177 A. 83 | N.J. | 1935
This is an appeal from a decree of the court of chancery directing the sale of the assets of the defendant Fidelity Title and Mortgage Guaranty Company, which had previously been adjudged insolvent and which was being administered by trustees appointed by the court of chancery.
The factual situation is set out at length in the opinion of Vice-Chancellor Bigelow in the court below, reported at
The sale was confirmed by the court of chancery and no appeal has been taken from the decree of confirmation.
In addition to the approximately eighty-seven per cent. of the security holders who expressly joined in the plan, some have made no appearance and are not now in a position to object thereto. The appellants hold securities to the face value of $5,600, less than one-tenth of one per cent. of the total.

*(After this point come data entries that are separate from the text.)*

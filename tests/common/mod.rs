//! Fixtures shared by integration tests.

#![allow(dead_code)]

// std
use std::sync::Arc;
// crates.io
use base64::{Engine, engine::general_purpose::URL_SAFE_NO_PAD};
use httpmock::prelude::*;
use time::OffsetDateTime;
// self
use repairdesk_auth::{
	config::ClientConfig,
	http::{ApiClient, RecordingNotifier},
	session::{HttpTokenValidator, Session},
	store::{MemoryStore, SecureStore, StoreError, StoreFuture, TOKEN_KEY},
};

pub const EMAIL: &str = "tech@example.com";

pub fn now_secs() -> i64 {
	OffsetDateTime::now_utc().unix_timestamp()
}

/// Unsigned compact JWT carrying `sub`, `iat`, and `exp`.
pub fn mint_token(sub: &str, iat: i64, exp: i64) -> String {
	mint_token_with_payload(&serde_json::json!({ "sub": sub, "iat": iat, "exp": exp }))
}

/// Unsigned compact JWT around an arbitrary JSON payload.
pub fn mint_token_with_payload(payload: &serde_json::Value) -> String {
	let header = URL_SAFE_NO_PAD.encode(br#"{"alg":"HS256","typ":"JWT"}"#);
	let body = URL_SAFE_NO_PAD.encode(payload.to_string());

	format!("{header}.{body}.c2lnbmF0dXJl")
}

pub fn fresh_token() -> String {
	mint_token(EMAIL, now_secs() - 60, now_secs() + 3_600)
}

pub fn stale_token() -> String {
	mint_token(EMAIL, now_secs() - 7_200, now_secs() - 1)
}

pub fn config_for(server: &MockServer) -> ClientConfig {
	ClientConfig::builder(server.base_url())
		.admin_role_id("1")
		.build()
		.expect("Mock server config should build.")
}

pub async fn seeded_store(raw: &str) -> MemoryStore {
	let store = MemoryStore::default();

	store.set(TOKEN_KEY, raw).await.expect("Seeding the store should succeed.");

	store
}

/// Session + client wired the way an application wires them.
pub struct Harness {
	pub store: MemoryStore,
	pub session: Arc<Session>,
	pub api: ApiClient,
	pub notifier: RecordingNotifier,
}
impl Harness {
	pub fn new(server: &MockServer, store: MemoryStore) -> Self {
		let config = config_for(server);
		let validator =
			HttpTokenValidator::new(&config).expect("Validator should build for the mock server.");
		let session = Arc::new(Session::new(Arc::new(store.clone()), Arc::new(validator)));
		let notifier = RecordingNotifier::default();
		let api = ApiClient::for_session(config, &session, Arc::new(notifier.clone()))
			.expect("Client should build for the mock server.");

		Self { store, session, api, notifier }
	}
}

/// Store whose writes and deletes always fail.
pub struct LockedStore {
	pub token: Option<String>,
}
impl SecureStore for LockedStore {
	fn get<'a>(&'a self, _key: &'a str) -> StoreFuture<'a, Option<String>> {
		let token = self.token.clone();

		Box::pin(async move { Ok(token) })
	}

	fn set<'a>(&'a self, _key: &'a str, _value: &'a str) -> StoreFuture<'a, ()> {
		Box::pin(async { Err(StoreError::Unavailable { message: "keychain locked".into() }) })
	}

	fn delete<'a>(&'a self, _key: &'a str) -> StoreFuture<'a, ()> {
		Box::pin(async { Err(StoreError::Unavailable { message: "keychain locked".into() }) })
	}
}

The parties have signed a stipulation by which it is admitted that the factual findings of the court below are correct, and it is stated by the appellants that the appeal involves only questions of law.

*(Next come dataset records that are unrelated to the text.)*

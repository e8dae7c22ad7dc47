mod common;

// crates.io
use color_eyre::Result;
use httpmock::prelude::*;
// self
use common::*;
use repairdesk_auth::{
	account::{self, UserId},
	auth::CredentialError,
	error::Error,
	store::{MemoryStore, TOKEN_KEY},
};

#[tokio::test]
async fn sign_in_stores_grant_and_authenticates() -> Result<()> {
	let server = MockServer::start_async().await;
	let raw = fresh_token();
	let login = server
		.mock_async(|when, then| {
			when.method(POST)
				.path("/auth/login")
				.header_missing("authorization")
				.json_body(serde_json::json!({ "email": EMAIL, "password": "hunter2" }));
			then.status(200)
				.header("content-type", "application/json")
				.json_body(serde_json::json!({ "accessToken": raw, "tokenType": "Bearer" }));
		})
		.await;
	let validate = server
		.mock_async(|when, then| {
			when.method(GET)
				.path("/auth/validate-token")
				.header("authorization", format!("Bearer {raw}"));
			then.status(200).body("true");
		})
		.await;
	let harness = Harness::new(&server, MemoryStore::default());
	let state = account::sign_in(&harness.api, &harness.session, EMAIL, "hunter2").await?;

	assert!(state.is_authenticated());
	assert!(harness.store.contains(TOKEN_KEY));

	login.assert_async().await;
	validate.assert_async().await;

	Ok(())
}

#[tokio::test]
async fn sign_in_refuses_non_bearer_grants() -> Result<()> {
	let server = MockServer::start_async().await;

	server
		.mock_async(|when, then| {
			when.method(POST).path("/auth/login");
			then.status(200)
				.json_body(serde_json::json!({ "accessToken": fresh_token(), "tokenType": "MAC" }));
		})
		.await;

	let harness = Harness::new(&server, MemoryStore::default());
	let err = account::sign_in(&harness.api, &harness.session, EMAIL, "hunter2")
		.await
		.expect_err("MAC grants should be refused.");

	assert!(matches!(err, Error::Credential(CredentialError::UnsupportedTokenType { .. })));
	assert!(harness.store.is_empty());

	Ok(())
}

#[tokio::test]
async fn sign_in_with_bad_password_reports_server_message() -> Result<()> {
	let server = MockServer::start_async().await;

	server
		.mock_async(|when, then| {
			when.method(POST).path("/auth/login");
			then.status(400).json_body(serde_json::json!({ "message": "Invalid credentials" }));
		})
		.await;

	let harness = Harness::new(&server, MemoryStore::default());
	let err = account::sign_in(&harness.api, &harness.session, EMAIL, "wrong")
		.await
		.expect_err("Rejected sign-in should fail.");

	assert!(matches!(
		err,
		Error::Rejected { status: 400, message: Some(ref message) } if message == "Invalid credentials"
	));
	assert!(!harness.session.is_authenticated());

	Ok(())
}

#[tokio::test]
async fn profile_and_staff_lookups_use_stored_bearer() -> Result<()> {
	let server = MockServer::start_async().await;
	let raw = fresh_token();
	let bearer = format!("Bearer {raw}");
	let staff = server
		.mock_async(|when, then| {
			when.method(GET).path("/api/user-roles/is-staff").header("authorization", &bearer);
			then.status(200).body("true");
		})
		.await;
	let current = server
		.mock_async(|when, then| {
			when.method(GET).path("/api/user/current").header("authorization", &bearer);
			then.status(200).json_body(serde_json::json!({ "id": 12, "email": EMAIL }));
		})
		.await;
	let search = server
		.mock_async(|when, then| {
			when.method(GET)
				.path("/api/user/search")
				.query_param("query", "by-role")
				.query_param("roleId", "1")
				.header("authorization", &bearer);
			then.status(200)
				.json_body(serde_json::json!([{ "id": 3, "name": "Ana" }, { "id": 4, "name": "Luis" }]));
		})
		.await;
	let harness = Harness::new(&server, seeded_store(&raw).await);
	let profile = harness.api.profile().await?;
	let members = harness.api.staff_members().await?;

	assert!(profile.is_staff);
	assert_eq!(profile.user.id, UserId::Number(12));
	assert_eq!(profile.user.email.as_deref(), Some(EMAIL));
	assert_eq!(
		members.iter().filter_map(|member| member.name.as_deref()).collect::<Vec<_>>(),
		["Ana", "Luis"]
	);

	staff.assert_async().await;
	current.assert_async().await;
	search.assert_async().await;

	Ok(())
}
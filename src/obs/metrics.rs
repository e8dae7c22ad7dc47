// self
use crate::obs::{OpOutcome, RequestOutcome, SessionOp};

/// Records a session operation outcome via the global metrics recorder (when enabled).
pub fn record_session_outcome(op: SessionOp, outcome: OpOutcome) {
	#[cfg(feature = "metrics")]
	{
		metrics::counter!(
			"repairdesk_session_total",
			"op" => op.as_str(),
			"outcome" => outcome.as_str()
		)
		.increment(1);
	}

	#[cfg(not(feature = "metrics"))]
	{
		let _ = (op, outcome);
	}
}

/// Records an API request outcome via the global metrics recorder (when enabled).
pub fn record_request_outcome(outcome: RequestOutcome) {
	#[cfg(feature = "metrics")]
	{
		metrics::counter!("repairdesk_request_total", "outcome" => outcome.as_str()).increment(1);
	}

	#[cfg(not(feature = "metrics"))]
	{
		let _ = outcome;
	}
}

It is stated that by this sale to a group for the purpose of liquidation the court of chancery has abdicated its functions and deprived the appellants of their right to have the corporation liquidated under the supervision of the court. But obviously this is not so. It is within the power of the court, when it appears to the best interests of creditors, to direct a sale of all the assets at a fair and adequate price. What was done in this case amounts to no more than this. It is true that the assets were purchased by security holders, but under the decree for sale it was open to others to bid and there was nothing about the plan which prevented them from doing so. It can hardly be said that the holders of so small a proportion of the outstanding claims are in a position to demand that the matter be kept in litigation for a further extended period, in the absence of a showing that their substantial rights have been invaded by the decree.

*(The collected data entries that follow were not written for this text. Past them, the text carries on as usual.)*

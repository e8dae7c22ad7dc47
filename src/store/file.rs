//! File-backed [`SecureStore`] for desktop builds and local development.
//!
//! Entries live in a single JSON object that is rewritten through a temporary file on every
//! mutation. The file is only as protected as its directory; prefer the keychain backend when
//! the platform offers one.

// std
use std::{
	collections::BTreeMap,
	fs::{self, File},
	io::Write,
	path::{Path, PathBuf},
};
// self
use crate::{
	_prelude::*,
	store::{SecureStore, StoreError, StoreFuture},
};

type Entries = BTreeMap<String, String>;

/// Persists entries to a JSON file after each mutation.
#[derive(Clone, Debug)]
pub struct FileStore {
	path: PathBuf,
	inner: Arc<RwLock<Entries>>,
}
impl FileStore {
	/// Opens (or creates) a store at the provided path, eagerly loading existing data.
	pub fn open(path: impl Into<PathBuf>) -> Result<Self, StoreError> {
		let path = path.into();

		Self::ensure_parent_exists(&path)?;

		let snapshot = Self::load_snapshot(&path)?;

		Ok(Self { path, inner: Arc::new(RwLock::new(snapshot)) })
	}

	/// Location of the backing file.
	pub fn path(&self) -> &Path {
		&self.path
	}

	fn load_snapshot(path: &Path) -> Result<Entries, StoreError> {
		if !path.exists() {
			return Ok(Entries::new());
		}

		let bytes = fs::read(path).map_err(|e| StoreError::Backend {
			message: format!("Failed to read {}: {e}", path.display()),
		})?;

		if bytes.is_empty() {
			return Ok(Entries::new());
		}

		serde_json::from_slice(&bytes).map_err(|e| StoreError::Serialization {
			message: format!("Failed to parse {}: {e}", path.display()),
		})
	}

	fn ensure_parent_exists(path: &Path) -> Result<(), StoreError> {
		if let Some(parent) = path.parent().filter(|p| !p.as_os_str().is_empty()) {
			fs::create_dir_all(parent).map_err(|e| StoreError::Backend {
				message: format!("Failed to create store directory {}: {e}", parent.display()),
			})?;
		}

		Ok(())
	}

	fn persist_locked(&self, contents: &Entries) -> Result<(), StoreError> {
		Self::ensure_parent_exists(&self.path)?;

		let serialized =
			serde_json::to_vec_pretty(contents).map_err(|e| StoreError::Serialization {
				message: format!("Failed to serialize store snapshot: {e}"),
			})?;
		let mut tmp_path = self.path.clone();

		tmp_path.set_extension("tmp");

		{
			let mut file = File::create(&tmp_path).map_err(|e| StoreError::Backend {
				message: format!("Failed to create {}: {e}", tmp_path.display()),
			})?;

			file.write_all(&serialized).map_err(|e| StoreError::Backend {
				message: format!("Failed to write {}: {e}", tmp_path.display()),
			})?;
			file.sync_all().map_err(|e| StoreError::Backend {
				message: format!("Failed to sync {}: {e}", tmp_path.display()),
			})?;
		}

		fs::rename(&tmp_path, &self.path).map_err(|e| StoreError::Backend {
			message: format!("Failed to replace {}: {e}", self.path.display()),
		})
	}
}
impl SecureStore for FileStore {
	fn get<'a>(&'a self, key: &'a str) -> StoreFuture<'a, Option<String>> {
		Box::pin(async move { Ok(self.inner.read().get(key).cloned()) })
	}

	fn set<'a>(&'a self, key: &'a str, value: &'a str) -> StoreFuture<'a, ()> {
		Box::pin(async move {
			let mut guard = self.inner.write();

			guard.insert(key.to_owned(), value.to_owned());
			self.persist_locked(&guard)
		})
	}

	fn delete<'a>(&'a self, key: &'a str) -> StoreFuture<'a, ()> {
		Box::pin(async move {
			let mut guard = self.inner.write();

			if guard.remove(key).is_some() {
				self.persist_locked(&guard)?;
			}

			Ok(())
		})
	}
}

The provision of the decree which permitted the use of certificates and bonds in payment of the purchase price is objected to by appellants. The argument seems to be that a sale for cash only should have been directed. However, this is the usual and practical method of conducting such sales and has been approved by the courts. In Rospigliosi v. New Orleans M. andC. Railroad Co. (C.C.A.), 237 Fed. Rep. 341, it was said:
"It is charged that by the terms of sale competitive bidding was prevented, that said terms destroyed equality *591 between the bondholders and all other persons, and that they resulted in but one bid for the property. The only fact alleged to sustain this charge is the decree itself, and the court puts no such construction on the decree. It provides, as is usual in such cases, for a certain amount of money to be deposited in cash or certified check with the special master, or, in lieu of a certain amount of cash, bonds of the railroad company. If any bondholder desired to bid, or other person, corporation, or syndicate desired to do so, and owned no bonds, but was financially able to buy a railroad of the size and character of the one in question, he could have raised the amount of money to make the necessary deposit; or if the objectors herein desired to do so, and were in fact bondholders, they had the right and opportunity to co-operate with their co-bondholders in the matter. There was, in the opinion of the court, nothing in the decree to prevent their doing so. The decree did not, in the terms of sale provided therein, prevent competitive bidding or limit or restrict the bid."
In the instant case, we cannot say that as a matter of law the terms of the decree for sale put a limit on competitive bidding.
If the complaint in this respect is that the sale price was inadequate, then, of course, the appellants' course was to object to the confirmation of the sale and appeal to this court in the event of an adverse decision. As pointed out, this has not been done.
The appellants also insist that the decree in effect compels them to join with the majority bondholders in the plan of liquidation. This argument is based upon the contention that the decree did not provide for the payment of any cash by the successful bidders nor for payment to appellants in cash of their proportionate share of the sale price. The respondents, however, do not interpret the decree in this way, but concede that they are required to pay in cash that part of their bid which is in excess of the eighty-seven per cent. represented by their securities and concede that appellants are entitled to their proportionate share in cash, which *592 respondents undertake to pay and which they should pay. This objection to the decree must therefore fail.
On the whole case, we are of the opinion, the finding of the facts being concededly correct, that the decree for sale cannot be said to be unfair or improper as a matter of law, and that the appellants will receive all that they are entitled to underMoore v. Splitdorf Electrical Co.,
The decree is affirmed.
For affirmance — PARKER, LLOYD, CASE, BODINE, DONGES, HEHER, PERSKIE, VAN BUSKIRK, KAYS, DEAR, WELLS, JJ. 11.